**PROBLEM STATEMENT**
Quote, with no changes, the lines that run from the top of the material to the line with "impl Display for", both included.

------

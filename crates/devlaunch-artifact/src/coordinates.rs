//! Artifact coordinates
//!
//! Provides [`ArtifactCoordinates`] for identifying one resolved dependency.

use serde::{Deserialize, Serialize};
use std::fmt::{self, Display, Formatter};

/// Coordinates of a resolved dependency
///
/// Displayed as `group:artifact:version` with an optional trailing
/// `:classifier`.
///
/// # Examples
/// - `org.example:core:1.0.0`
/// - `org.example:fixtures:1.0.0:tests`
#[derive(Debug, Clone, PartialEq, Eq, PartialOrd, Ord, Hash, Serialize, Deserialize)]
pub struct ArtifactCoordinates {
    /// Group identifier (e.g. `org.example`)
    pub group_id: String,
    /// Artifact identifier (e.g. `core`)
    pub artifact_id: String,
    /// Resolved version
    pub version: String,
    /// Optional classifier (e.g. `tests`, `sources`)
    #[serde(default, skip_serializing_if = "Option::is_none")]
    pub classifier: Option<String>,
}

impl ArtifactCoordinates {
    /// Create coordinates without a classifier
    #[inline]
    #[must_use]
    pub fn new(
        group_id: impl Into<String>,
        artifact_id: impl Into<String>,
        version: impl Into<String>,
    ) -> Self {
        Self {
            group_id: group_id.into(),
            artifact_id: artifact_id.into(),
            version: version.into(),
            classifier: None,
        }
    }
}

impl Display for ArtifactCoordinates {
    fn fmt(&self, f: &mut Formatter<'_>) -> fmt::Result {
        write!(f, "{}:{}:{}", self.group_id, self.artifact_id, self.version)?;
        if let Some(classifier) = &self.classifier {
            write!(f, ":{classifier}")?;
        }
        Ok(())
    }
}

------

**RESPONSE TO THIS TASK**
filename crates/devlaunch-artifact/src/coordinates.rs
//! Artifact coordinates
//!
//! Provides [`ArtifactCoordinates`] for identifying one resolved dependency.

use serde::{Deserialize, Serialize};
use std::fmt::{self, Display, Formatter};

/// Coordinates of a resolved dependency
///
/// Displayed as `group:artifact:version` with an optional trailing
/// `:classifier`.
///
/// # Examples
/// - `org.example:core:1.0.0`
/// - `org.example:fixtures:1.0.0:tests`
#[derive(Debug, Clone, PartialEq, Eq, PartialOrd, Ord, Hash, Serialize, Deserialize)]
pub struct ArtifactCoordinates {
    /// Group identifier (e.g. `org.example`)
    pub group_id: String,
    /// Artifact identifier (e.g. `core`)
    pub artifact_id: String,
    /// Resolved version
    pub version: String,
    /// Optional classifier (e.g. `tests`, `sources`)
    #[serde(default, skip_serializing_if = "Option::is_none")]
    pub classifier: Option<String>,
}

impl ArtifactCoordinates {
    /// Create coordinates without a classifier
    #[inline]
    #[must_use]
    pub fn new(
        group_id: impl Into<String>,
        artifact_id: impl Into<String>,
        version: impl Into<String>,
    ) -> Self {
        Self {
            group_id: group_id.into(),
            artifact_id: artifact_id.into(),
            version: version.into(),
            classifier: None,
        }
    }
}

impl Display for ArtifactCoordinates {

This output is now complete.